# Exercise
Copy the records below verbatim, from the first line through the line containing "and paginate orders", inclusive, and output nothing else.

------ Supplied records ------

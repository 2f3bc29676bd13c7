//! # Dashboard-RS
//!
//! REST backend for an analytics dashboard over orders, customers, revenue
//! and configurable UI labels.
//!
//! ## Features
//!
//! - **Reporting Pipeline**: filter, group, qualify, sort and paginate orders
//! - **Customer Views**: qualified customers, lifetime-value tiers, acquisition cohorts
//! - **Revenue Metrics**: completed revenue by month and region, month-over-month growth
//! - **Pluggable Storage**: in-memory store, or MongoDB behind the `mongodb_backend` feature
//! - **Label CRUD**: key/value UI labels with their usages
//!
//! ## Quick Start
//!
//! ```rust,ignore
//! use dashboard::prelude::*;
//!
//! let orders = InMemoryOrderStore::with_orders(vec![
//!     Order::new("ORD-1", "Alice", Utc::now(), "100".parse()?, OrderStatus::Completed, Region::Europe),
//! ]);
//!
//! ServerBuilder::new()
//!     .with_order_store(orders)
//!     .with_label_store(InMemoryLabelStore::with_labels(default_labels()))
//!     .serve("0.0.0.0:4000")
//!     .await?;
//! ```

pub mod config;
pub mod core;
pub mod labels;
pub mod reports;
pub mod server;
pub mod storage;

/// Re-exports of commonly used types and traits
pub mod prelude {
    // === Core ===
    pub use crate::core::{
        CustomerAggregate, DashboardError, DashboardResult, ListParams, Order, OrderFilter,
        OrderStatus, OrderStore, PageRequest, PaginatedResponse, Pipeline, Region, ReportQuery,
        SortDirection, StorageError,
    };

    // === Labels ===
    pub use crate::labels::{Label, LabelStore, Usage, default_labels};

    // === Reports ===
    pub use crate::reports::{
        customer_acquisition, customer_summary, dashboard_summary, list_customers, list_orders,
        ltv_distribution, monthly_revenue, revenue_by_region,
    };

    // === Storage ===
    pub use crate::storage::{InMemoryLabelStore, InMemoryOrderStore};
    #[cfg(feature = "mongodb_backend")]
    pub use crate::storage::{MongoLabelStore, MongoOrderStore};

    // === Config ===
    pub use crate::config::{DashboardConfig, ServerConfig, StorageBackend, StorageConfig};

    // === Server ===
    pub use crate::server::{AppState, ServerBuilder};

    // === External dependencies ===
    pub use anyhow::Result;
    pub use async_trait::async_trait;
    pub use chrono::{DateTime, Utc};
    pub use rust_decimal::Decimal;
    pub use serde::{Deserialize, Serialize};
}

------

# Response below
repository 2f3bc29676bd13c7
//! # Dashboard-RS
//!
//! REST backend for an analytics dashboard over orders, customers, revenue
//! and configurable UI labels.
//!
//! ## Features
//!
//! - **Reporting Pipeline**: filter, group, qualify, sort and paginate orders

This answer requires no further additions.